In August 1987, I moved to Wellington, Maine, with my future husband Steve Cayard and my daughter Amber Reed, leaving behind my beloved West Virginia and my Italian family. Both sets of grandparents were Italian immigrants who came to work in the coal mines. I spent a lot of time with my mother’s parents. By then they were nearing the end of their labors, but they still baked bread outside in a homemade oven, tended animals in pens and kept a huge garden, terraced on the side of a steep hill. My grandfather made his own beer and sat on the porch at the end of a long day playing his accordion and drinking home brew that had a thick sludge of yeast at the bottom. My grandmother made dog and cat food from scraps.
So, coming to the backwoods life was in my blood. The day we arrived in Wellington I was exhausted and it looked a lot less appealing than it had in early summer when Steve’s friend had shown it to us. I walked in and surveyed the cabin with the hard eye of my father. I realized that we could not sleep in there that night. We had to get the mice and wasps and squirrels out first. We had to sweep and mop – and there was no water. Steve reminded me that we had planned to carry water for a while. I walked outside, took my sleeping bag out of the car and laid it on the high grass, making a spongy resting place that was some comfort. “I forgot a broom,” I wailed from the front yard. I lie there and looked up at the sky. What did I do? How would we manage? What had I done taking Amber from her dad and our family? Their recriminations echoed in my head. A little while later Amber ran up shouting that they had made a broom and “to come see, come see.” She was framed by the sky and her hair was flowing around her excited face. I hoisted myself up like every mother does a thousand times over. Steve had fashioned a broom from fir tips tied to a stick and Amber was sweeping.

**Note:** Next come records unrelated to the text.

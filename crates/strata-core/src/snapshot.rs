//! Snapshot persistence for the game state.
//!
//! Serializes the full [`GameState`] as a flat JSON record behind a
//! versioned envelope. Persistence itself (where the JSON goes, how
//! often) is the caller's concern and is best-effort, last-writer-wins;
//! the engine only guarantees that the state round-trips losslessly and
//! that field names stay stable across builds of the same format
//! version.

use serde::{Deserialize, Serialize};

use crate::state::GameState;

/// Current snapshot format version. Increment when renaming or removing
/// a state field; additions with serde defaults do not require a bump.
pub const FORMAT_VERSION: u32 = 1;

// ---------------------------------------------------------------------------
// Errors
// ---------------------------------------------------------------------------

/// Errors that can occur while saving a snapshot.
#[derive(Debug, thiserror::Error)]
pub enum SaveError {
    #[error("json encoding failed: {0}")]
    Encode(String),
}

/// Errors that can occur while restoring a snapshot.
#[derive(Debug, thiserror::Error)]
pub enum RestoreError {
    #[error("json decoding failed: {0}")]
    Decode(String),
    #[error("snapshot from future version {0} (this build supports up to {FORMAT_VERSION})")]
    FutureVersion(u32),
}

// ---------------------------------------------------------------------------
// Envelope
// ---------------------------------------------------------------------------

/// The on-disk record: a format version plus the full state.
#[derive(Debug, Serialize, Deserialize)]
struct Snapshot {
    version: u32,
    state: GameState,
}

/// Serialize the state to a versioned JSON snapshot.
pub fn save(state: &GameState) -> Result<String, SaveError> {
    let snapshot = Snapshot {
        version: FORMAT_VERSION,
        state: state.clone(),
    };
    serde_json::to_string(&snapshot).map_err(|e| SaveError::Encode(e.to_string()))
}

/// Restore a state from a JSON snapshot, rejecting future format
/// versions.
pub fn restore(json: &str) -> Result<GameState, RestoreError> {
    let snapshot: Snapshot =
        serde_json::from_str(json).map_err(|e| RestoreError::Decode(e.to_string()))?;
    if snapshot.version > FORMAT_VERSION {
        return Err(RestoreError::FutureVersion(snapshot.version));
    }
    Ok(snapshot.state)
}

#[cfg(test)]
mod tests {
    use super::*;
    use crate::id::{PlanetId, ShaftId, SkinId};
    use crate::stage::Stage;

    #[test]
    fn round_trip_preserves_state() {
        let mut state = GameState::new(PlanetId(0), 1_000);
        state.currency = 123.456;
        state.net_worth = 789.0;
        state.gems = 12.0;
        state.shafts[0].level = 7;
        state.owned_skins.insert(SkinId(2));
        state.equipped_skin = Some(SkinId(2));
        state.bottleneck = Some(Stage::Elevator);

        let json = save(&state).unwrap();
        let restored = restore(&json).unwrap();
        assert_eq!(restored, state);
    }

    #[test]
    fn future_version_is_rejected() {
        let state = GameState::new(PlanetId(0), 0);
        let json = save(&state).unwrap();
        let bumped = json.replacen("\"version\":1", "\"version\":999", 1);
        assert!(matches!(
            restore(&bumped),
            Err(RestoreError::FutureVersion(999))
        ));
    }

    #[test]
    fn garbage_is_a_decode_error() {
        assert!(matches!(restore("not json"), Err(RestoreError::Decode(_))));
    }

    #[test]
    fn field_names_are_stable() {
        let state = GameState::new(PlanetId(0), 0);
        let json = save(&state).unwrap();
        // External collaborators key off these serde names; breaking
        // one requires a FORMAT_VERSION bump and a migration step.
        for field in [
            "currency",
            "net_worth",
            "gems",
            "shafts",
            "elevator",
            "warehouse",
            "managers",
            "current_planet",
            "unlocked_planets",
            "owned_skins",
            "equipped_skin",
            "global_boost",
            "last_save_ms",
            "production_rate",
            "bottleneck",
        ] {
            assert!(json.contains(&format!("\"{field}\"")), "missing {field}");
        }
    }

    #[test]
    fn shaft_ids_survive_round_trip() {
        let mut state = GameState::new(PlanetId(0), 0);
        state
            .shafts
            .push(crate::stage::Shaft::new(ShaftId(2), 150.0));
        let restored = restore(&save(&state).unwrap()).unwrap();
        assert_eq!(restored.shafts[1].id, ShaftId(2));
    }
}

We camped outside for two weeks and made it a passable home. Amber started second grade and Steve and I befriended our neighbors up the road whose daughters attended the same school. We’ve lived in the same house all these years and Lucy Cayard, our daughter, was born right here. I came to Maine near the end of the “back to the land” movement. Like my grandparents, I came to a “new country,” and like them, I looked back and cried many times for the “old country,” but in the end this spot became my home.